//! The `m365_directory_role` table

use anyhow::Context as _;
use async_trait::async_trait;
use std::sync::Arc;

use crate::api::manager::ConnectionContext;
use crate::api::query::QueryBuilder;
use crate::models::directory::DirectoryRole;
use crate::models::{json_str, json_string};
use crate::plugin::{
    Column, ColumnType, KeyColumn, QueryContext, TableDescriptor, TableHandler, TableSchema,
};
use crate::tables::{stream_collection, suppress_ignorable};

const TABLE: &str = "m365_directory_role";
const IGNORE: &[&str] = &["Request_ResourceNotFound"];

pub struct DirectoryRoleTable {
    descriptor: TableDescriptor,
    schema: TableSchema<DirectoryRole>,
}

impl DirectoryRoleTable {
    pub fn handler() -> Arc<dyn TableHandler> {
        Arc::new(Self::new())
    }

    pub fn new() -> Self {
        let schema = Self::schema();
        let descriptor = TableDescriptor {
            name: TABLE,
            description: "Directory roles activated in the tenant.",
            columns: schema.defs(),
            // directoryRoles accepts neither $filter nor $top.
            list_key_columns: vec![],
            get_key_columns: vec![KeyColumn::required("id")],
            ignore_codes: IGNORE,
        };
        Self { descriptor, schema }
    }

    fn schema() -> TableSchema<DirectoryRole> {
        TableSchema::new(vec![
            Column::new("id", ColumnType::String, "Unique identifier for the role.", |r: &DirectoryRole| {
                json_str(&r.id)
            }),
            Column::new("display_name", ColumnType::String, "Display name.", |r: &DirectoryRole| {
                json_string(&r.display_name)
            }),
            Column::new("description", ColumnType::String, "Role description.", |r: &DirectoryRole| {
                json_string(&r.description)
            }),
            Column::new("role_template_id", ColumnType::String, "Template the role was activated from.", |r: &DirectoryRole| {
                json_string(&r.role_template_id)
            }),
        ])
    }
}

#[async_trait]
impl TableHandler for DirectoryRoleTable {
    fn descriptor(&self) -> &TableDescriptor {
        &self.descriptor
    }

    async fn list(&self, conn: &ConnectionContext, ctx: &QueryContext) -> anyhow::Result<()> {
        let result = async {
            let client = conn.client().await.context("Failed to create Graph client")?;
            let path = QueryBuilder::new("directoryRoles").build();
            stream_collection(&client, &path, &self.schema, ctx, &[])
                .await
                .context("Failed to list directory roles")
        }
        .await;
        suppress_ignorable(result, TABLE, IGNORE)
    }

    async fn get(&self, conn: &ConnectionContext, ctx: &QueryContext) -> anyhow::Result<()> {
        let Some(id) = ctx.qual_string("id") else {
            anyhow::bail!("get on {} requires an id qual", TABLE);
        };
        let result = async {
            let client = conn.client().await.context("Failed to create Graph client")?;
            let role: DirectoryRole = client
                .get(&format!("directoryRoles/{}", id))
                .await
                .with_context(|| format!("Failed to get directory role {}", id))?;
            ctx.emit(self.schema.row(&role));
            Ok(())
        }
        .await;
        suppress_ignorable(result, TABLE, IGNORE)
    }
}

TASK ITEM: Each of the records should be written out again, exactly as it reads.

ANSWER BOX:
//! The `m365_directory_role` table

use anyhow::Context as _;
use async_trait::async_trait;
use std::sync::Arc;

use crate::api::manager::ConnectionContext;
use crate::api::query::QueryBuilder;
use crate::models::directory::DirectoryRole;
use crate::models::{json_str, json_string};
use crate::plugin::{
    Column, ColumnType, KeyColumn, QueryContext, TableDescriptor, TableHandler, TableSchema,
};
use crate::tables::{stream_collection, suppress_ignorable};

const TABLE: &str = "m365_directory_role";
const IGNORE: &[&str] = &["Request_ResourceNotFound"];

pub struct DirectoryRoleTable {
    descriptor: TableDescriptor,
    schema: TableSchema<DirectoryRole>,
}

impl DirectoryRoleTable {
    pub fn handler() -> Arc<dyn TableHandler> {
        Arc::new(Self::new())
    }

    pub fn new() -> Self {
        let schema = Self::schema();
        let descriptor = TableDescriptor {
            name: TABLE,
            description: "Directory roles activated in the tenant.",
            columns: schema.defs(),
            // directoryRoles accepts neither $filter nor $top.
            list_key_columns: vec![],
            get_key_columns: vec![KeyColumn::required("id")],
            ignore_codes: IGNORE,
        };
        Self { descriptor, schema }
    }

    fn schema() -> TableSchema<DirectoryRole> {
        TableSchema::new(vec![
            Column::new("id", ColumnType::String, "Unique identifier for the role.", |r: &DirectoryRole| {
                json_str(&r.id)
            }),
            Column::new("display_name", ColumnType::String, "Display name.", |r: &DirectoryRole| {
                json_string(&r.display_name)
            }),
            Column::new("description", ColumnType::String, "Role description.", |r: &DirectoryRole| {
                json_string(&r.description)
            }),
            Column::new("role_template_id", ColumnType::String, "Template the role was activated from.", |r: &DirectoryRole| {
                json_string(&r.role_template_id)
            }),
        ])
    }
}

#[async_trait]
impl TableHandler for DirectoryRoleTable {
    fn descriptor(&self) -> &TableDescriptor {
        &self.descriptor
    }

    async fn list(&self, conn: &ConnectionContext, ctx: &QueryContext) -> anyhow::Result<()> {
        let result = async {
            let client = conn.client().await.context("Failed to create Graph client")?;
            let path = QueryBuilder::new("directoryRoles").build();
            stream_collection(&client, &path, &self.schema, ctx, &[])
                .await
                .context("Failed to list directory roles")
        }
        .await;
        suppress_ignorable(result, TABLE, IGNORE)
    }

    async fn get(&self, conn: &ConnectionContext, ctx: &QueryContext) -> anyhow::Result<()> {
        let Some(id) = ctx.qual_string("id") else {
            anyhow::bail!("get on {} requires an id qual", TABLE);
        };
        let result = async {
            let client = conn.client().await.context("Failed to create Graph client")?;
            let role: DirectoryRole = client
                .get(&format!("directoryRoles/{}", id))
                .await
                .with_context(|| format!("Failed to get directory role {}", id))?;
            ctx.emit(self.schema.row(&role));
            Ok(())
        }
        .await;
        suppress_ignorable(result, TABLE, IGNORE)
    }
}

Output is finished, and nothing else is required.